= EXERCISE PROMPT =
For the entries below, repeat exactly each line starting with the one that contains "user and products." and going on through the one that contains "(p.name, p.price.to_string(), p.quantity))", and no others.

= STUDY MATERIAL =
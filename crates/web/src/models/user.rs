//! User domain types.
//!
//! These types represent validated domain objects separate from database row types.

use chrono::{DateTime, Utc};

use stockroom_core::{Role, UserId, Username};

/// An application user (domain type).
///
/// Used for local authentication only.
#[derive(Debug, Clone)]
pub struct User {
    /// Unique user ID.
    pub id: UserId,
    /// Login name, unique across all users.
    pub username: Username,
    /// Argon2id PHC-format password hash. Never the clear text.
    pub password_hash: String,
    /// Stored role tag.
    pub role: Role,
    /// When the user was created.
    pub created_at: DateTime<Utc>,
    /// When the user was last updated.
    pub updated_at: DateTime<Utc>,
}
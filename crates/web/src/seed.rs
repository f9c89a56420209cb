//! Demo data seeding.
//!
//! Runs once at startup, before the server accepts requests. Each table is
//! seeded only while it is empty, so restarts against a persistent database
//! do not grow duplicate rows.

use secrecy::{ExposeSecret, SecretString};
use sqlx::SqlitePool;
use thiserror::Error;

use stockroom_core::{Price, PriceError, Role};

use crate::db::RepositoryError;
use crate::db::products::ProductRepository;
use crate::db::users::UserRepository;
use crate::models::product::{ProductDraft, ProductValidationError};
use crate::services::auth::{AuthError, AuthService, PasswordHasher};

/// Username of the seeded demo account.
pub const SEED_USERNAME: &str = "admin";

/// Fixed demo inventory: name, description, price, quantity.
const SEED_PRODUCTS: [(&str, &str, &str, i64); 3] = [
    ("Laptop", "High-performance laptop", "999.99", 10),
    ("Mouse", "Wireless mouse", "29.99", 50),
    ("Keyboard", "Mechanical keyboard", "79.99", 30),
];

/// Errors from the seeding routine.
#[derive(Debug, Error)]
pub enum SeedError {
    /// The demo account could not be created.
    #[error("seed user could not be created: {0}")]
    Auth(#[from] AuthError),

    /// A count or insert failed.
    #[error("database error: {0}")]
    Repository(#[from] RepositoryError),

    /// A seed price failed to parse.
    #[error("seed product has an invalid price: {0}")]
    Price(#[from] PriceError),

    /// A seed product failed field validation.
    #[error("seed product failed validation: {0}")]
    Validation(#[from] ProductValidationError),
}

/// What the seeder inserted.
#[derive(Debug, Clone, Copy, Default, PartialEq, Eq)]
pub struct SeedReport {
    /// Users inserted (0 or 1).
    pub users_created: usize,
    /// Products inserted (0 or 3).
    pub products_created: usize,
}

/// Populate empty tables with the demo user and products.
///
/// Each table is checked separately: a non-empty users table keeps its
/// accounts, a non-empty products table keeps its inventory. Inserts go
/// through the stores' normal create paths; the seeder has no privileged
/// access.
///
/// # Errors
///
/// Returns `SeedError` if a count, hash, or insert fails.
pub async fn run(
    pool: &SqlitePool,
    hasher: &dyn PasswordHasher,
    seed_password: &SecretString,
) -> Result<SeedReport, SeedError> {
    let mut report = SeedReport::default();

    let users = UserRepository::new(pool);
    if users.count().await? == 0 {
        let auth = AuthService::new(pool, hasher);
        auth.create_user(SEED_USERNAME, seed_password.expose_secret(), Role::User)
            .await?;
        report.users_created = 1;
        tracing::info!(username = SEED_USERNAME, "seeded default user");
    } else {
        tracing::debug!("users table not empty, skipping user seed");
    }

    let products = ProductRepository::new(pool);
    if products.count().await? == 0 {
        for (name, description, price, quantity) in SEED_PRODUCTS {
            let draft = ProductDraft::new(name, description, Price::parse(price)?, quantity)?;
            products.create(&draft).await?;
            report.products_created += 1;
        }
        tracing::info!(count = report.products_created, "seeded demo products");
    } else {
        tracing::debug!("products table not empty, skipping product seed");
    }

    Ok(report)
}

#[cfg(test)]
#[allow(clippy::unwrap_used)]
mod tests {
    use super::*;
    use crate::db::test_pool;
    use crate::services::auth::PlainTextHasher;

    fn password() -> SecretString {
        SecretString::from("admin")
    }

    #[tokio::test]
    async fn test_seed_fills_empty_database() {
        let pool = test_pool().await;

        let report = run(&pool, &PlainTextHasher, &password()).await.unwrap();
        assert_eq!(report.users_created, 1);
        assert_eq!(report.products_created, 3);

        let products = ProductRepository::new(&pool).list().await.unwrap();
        let summary: Vec<(String, String, i64)> = products
            .into_iter()
            .map(|p| (p.name, p.price.to_string(), p.quantity))
            .collect();
        assert_eq!(
            summary,
            [
                ("Laptop".to_string(), "999.99".to_string(), 10),
                ("Mouse".to_string(), "29.99".to_string(), 50),
                ("Keyboard".to_string(), "79.99".to_string(), 30),
            ]
        );

        let auth = AuthService::new(&pool, &PlainTextHasher);
        assert!(auth.verify_credentials("admin", "admin").await.unwrap());
    }

    #[tokio::test]
    async fn test_rerun_is_a_no_op() {
        let pool = test_pool().await;

        run(&pool, &PlainTextHasher, &password()).await.unwrap();
        let second = run(&pool, &PlainTextHasher, &password()).await.unwrap();

        assert_eq!(second, SeedReport::default());
        assert_eq!(UserRepository::new(&pool).count().await.unwrap(), 1);
        assert_eq!(ProductRepository::new(&pool).count().await.unwrap(), 3);
    }

    #[tokio::test]
    async fn test_tables_are_guarded_independently() {
        let pool = test_pool().await;

        let existing = ProductDraft::new(
            "Existing",
            "already here",
            Price::parse("5.00").unwrap(),
            1,
        )
        .unwrap();
        ProductRepository::new(&pool)
            .create(&existing)
            .await
            .unwrap();

        let report = run(&pool, &PlainTextHasher, &password()).await.unwrap();

        assert_eq!(report.users_created, 1);
        assert_eq!(report.products_created, 0);
        assert_eq!(ProductRepository::new(&pool).count().await.unwrap(), 1);
    }

    #[tokio::test]
    async fn test_seed_password_comes_from_config() {
        let pool = test_pool().await;

        run(&pool, &PlainTextHasher, &SecretString::from("hunter2"))
            .await
            .unwrap();

        let auth = AuthService::new(&pool, &PlainTextHasher);
        assert!(auth.verify_credentials("admin", "hunter2").await.unwrap());
        assert!(!auth.verify_credentials("admin", "admin").await.unwrap());
    }
}
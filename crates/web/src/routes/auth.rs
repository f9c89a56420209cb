//! Authentication route handlers.
//!
//! Handles login and logout against the local user store.

use askama::Template;
use askama_web::WebTemplate;
use axum::{
    Form,
    extract::{Query, State},
    response::{IntoResponse, Redirect, Response},
};
use serde::Deserialize;
use tower_sessions::Session;

use crate::filters;
use crate::middleware::{OptionalAuth, clear_current_user, set_current_user};
use crate::models::session::CurrentUser;
use crate::services::auth::AuthService;
use crate::state::AppState;

// =============================================================================
// Form Types
// =============================================================================

/// Login form data.
#[derive(Debug, Deserialize)]
pub struct LoginForm {
    pub username: String,
    pub password: String,
}

// =============================================================================
// Query Types
// =============================================================================

/// Query parameters for error display.
#[derive(Debug, Deserialize)]
pub struct MessageQuery {
    pub error: Option<String>,
}

// =============================================================================
// Templates
// =============================================================================

/// Login page template.
#[derive(Template, WebTemplate)]
#[template(path = "auth/login.html")]
pub struct LoginTemplate {
    pub error: Option<String>,
}

// =============================================================================
// Login Routes
// =============================================================================

/// Display the login page.
///
/// Users who already have a session are sent straight to the products list.
pub async fn login_page(
    OptionalAuth(user): OptionalAuth,
    Query(query): Query<MessageQuery>,
) -> Response {
    if user.is_some() {
        return Redirect::to("/products").into_response();
    }

    LoginTemplate { error: query.error }.into_response()
}

/// Handle login form submission.
///
/// Verifies the submitted credentials against the local user store and
/// starts a session on success. Every failure lands back on the login page
/// with the same generic error so usernames cannot be probed.
pub async fn login(
    State(state): State<AppState>,
    session: Session,
    Form(form): Form<LoginForm>,
) -> Response {
    let auth = AuthService::new(state.pool(), state.password_hasher());

    match auth.authenticate(&form.username, &form.password).await {
        Ok(Some(user)) => {
            let current_user = CurrentUser {
                id: user.id,
                username: user.username,
            };

            if let Err(e) = set_current_user(&session, &current_user).await {
                tracing::error!("Failed to set session: {}", e);
                return Redirect::to("/login?error=session").into_response();
            }

            Redirect::to("/products").into_response()
        }
        Ok(None) => {
            tracing::warn!("Login failed for username {:?}", form.username);
            Redirect::to("/login?error=credentials").into_response()
        }
        Err(e) => {
            tracing::error!("Login error: {}", e);
            Redirect::to("/login?error=credentials").into_response()
        }
    }
}

// =============================================================================
// Logout Route
// =============================================================================

/// Handle logout.
///
/// Clears the session and returns to the login page.
pub async fn logout(session: Session) -> Response {
    if let Err(e) = clear_current_user(&session).await {
        tracing::error!("Failed to clear session: {}", e);
    }

    // Also destroy the entire session
    if let Err(e) = session.flush().await {
        tracing::error!("Failed to flush session: {}", e);
    }

    Redirect::to("/login").into_response()
}
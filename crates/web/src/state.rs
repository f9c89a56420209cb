//! Application state shared across handlers.

use std::sync::Arc;

use sqlx::SqlitePool;

use crate::config::AppConfig;
use crate::services::auth::PasswordHasher;

/// Application state shared across all handlers.
///
/// This struct is cheaply cloneable via `Arc` and provides access to
/// shared resources like the database pool and configuration.
#[derive(Clone)]
pub struct AppState {
    inner: Arc<AppStateInner>,
}

struct AppStateInner {
    config: AppConfig,
    pool: SqlitePool,
    hasher: Box<dyn PasswordHasher>,
}

impl AppState {
    /// Create a new application state.
    ///
    /// The password hasher is injected here so the whole application can run
    /// against a different implementation.
    #[must_use]
    pub fn new(config: AppConfig, pool: SqlitePool, hasher: impl PasswordHasher + 'static) -> Self {
        Self {
            inner: Arc::new(AppStateInner {
                config,
                pool,
                hasher: Box::new(hasher),
            }),
        }
    }

    /// Get a reference to the application configuration.
    #[must_use]
    pub fn config(&self) -> &AppConfig {
        &self.inner.config
    }

    /// Get a reference to the database connection pool.
    #[must_use]
    pub fn pool(&self) -> &SqlitePool {
        &self.inner.pool
    }

    /// Get a reference to the password hasher.
    #[must_use]
    pub fn password_hasher(&self) -> &dyn PasswordHasher {
        self.inner.hasher.as_ref()
    }
}
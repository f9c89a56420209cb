//! Session middleware configuration.
//!
//! Sets up `SQLite`-backed sessions using tower-sessions.

use sqlx::SqlitePool;
use tower_sessions::{Expiry, SessionManagerLayer};
use tower_sessions_sqlx_store::SqliteStore;

use crate::config::AppConfig;

/// Session cookie name.
pub const SESSION_COOKIE_NAME: &str = "stockroom_session";

/// Session expiry time in seconds (7 days).
const SESSION_EXPIRY_SECONDS: i64 = 7 * 24 * 60 * 60;

/// Create the session layer with `SQLite` store.
///
/// Runs the store's own migration, so the session table exists before the
/// first request arrives.
///
/// # Arguments
///
/// * `pool` - `SQLite` connection pool
/// * `config` - Application configuration (for the cookie security flag)
///
/// # Errors
///
/// Returns `sqlx::Error` if the session table cannot be created.
pub async fn create_session_layer(
    pool: &SqlitePool,
    config: &AppConfig,
) -> Result<SessionManagerLayer<SqliteStore>, sqlx::Error> {
    let store = SqliteStore::new(pool.clone());
    store.migrate().await?;

    // Determine if we're in production (HTTPS)
    let is_secure = config.base_url.starts_with("https://");

    Ok(SessionManagerLayer::new(store)
        .with_name(SESSION_COOKIE_NAME)
        .with_expiry(Expiry::OnInactivity(
            tower_sessions::cookie::time::Duration::seconds(SESSION_EXPIRY_SECONDS),
        ))
        .with_secure(is_secure)
        .with_same_site(tower_sessions::cookie::SameSite::Lax)
        .with_http_only(true)
        .with_path("/"))
}
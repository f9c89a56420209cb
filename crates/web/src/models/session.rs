//! Session-related types.
//!
//! Types stored in the session for authentication state.

use serde::{Deserialize, Serialize};

use stockroom_core::{UserId, Username};

/// Session-stored user identity.
///
/// Minimal data stored in the session to identify the logged-in user.
#[derive(Debug, Clone, Serialize, Deserialize)]
pub struct CurrentUser {
    /// User's database ID.
    pub id: UserId,
    /// User's login name.
    pub username: Username,
}

/// Session keys for authentication data.
pub mod keys {
    /// Key for storing the current logged-in user.
    pub const CURRENT_USER: &str = "current_user";
}
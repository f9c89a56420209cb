//! Custom Askama template filters.

#![allow(clippy::unnecessary_wraps)]

use std::fmt::Display;

/// Returns the current year.
///
/// Usage in templates: `{{ ""|current_year }}`
#[allow(clippy::unnecessary_wraps)]
#[askama::filter_fn]
pub fn current_year(_value: impl Display, _env: &dyn askama::Values) -> askama::Result<i32> {
    use chrono::Datelike;
    Ok(chrono::Utc::now().year())
}

/// Formats a price for display with a dollar sign.
///
/// Usage in templates: `{{ product.price|money }}`
#[allow(clippy::unnecessary_wraps)]
#[askama::filter_fn]
pub fn money(value: impl Display, _env: &dyn askama::Values) -> askama::Result<String> {
    Ok(format!("${value}"))
}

= ANSWER TO THE PROBLEM =
/// Populate empty tables with the demo user and products.
///
/// Each table is checked separately: a non-empty users table keeps its
/// accounts, a non-empty products table keeps its inventory. Inserts go
/// through the stores' normal create paths; the seeder has no privileged
/// access.
///
/// # Errors
///
/// Returns `SeedError` if a count, hash, or insert fails.
pub async fn run(
    pool: &SqlitePool,
    hasher: &dyn PasswordHasher,
    seed_password: &SecretString,
) -> Result<SeedReport, SeedError> {
    let mut report = SeedReport::default();

    let users = UserRepository::new(pool);
    if users.count().await? == 0 {
        let auth = AuthService::new(pool, hasher);
        auth.create_user(SEED_USERNAME, seed_password.expose_secret(), Role::User)
            .await?;
        report.users_created = 1;
        tracing::info!(username = SEED_USERNAME, "seeded default user");
    } else {
        tracing::debug!("users table not empty, skipping user seed");
    }

    let products = ProductRepository::new(pool);
    if products.count().await? == 0 {
        for (name, description, price, quantity) in SEED_PRODUCTS {
            let draft = ProductDraft::new(name, description, Price::parse(price)?, quantity)?;
            products.create(&draft).await?;
            report.products_created += 1;
        }
        tracing::info!(count = report.products_created, "seeded demo products");
    } else {
        tracing::debug!("products table not empty, skipping product seed");
    }

    Ok(report)
}

#[cfg(test)]
#[allow(clippy::unwrap_used)]
mod tests {
    use super::*;
    use crate::db::test_pool;
    use crate::services::auth::PlainTextHasher;

    fn password() -> SecretString {
        SecretString::from("admin")
    }

    #[tokio::test]
    async fn test_seed_fills_empty_database() {
        let pool = test_pool().await;

        let report = run(&pool, &PlainTextHasher, &password()).await.unwrap();
        assert_eq!(report.users_created, 1);
        assert_eq!(report.products_created, 3);

        let products = ProductRepository::new(&pool).list().await.unwrap();
        let summary: Vec<(String, String, i64)> = products
            .into_iter()
            .map(|p| (p.name, p.price.to_string(), p.quantity))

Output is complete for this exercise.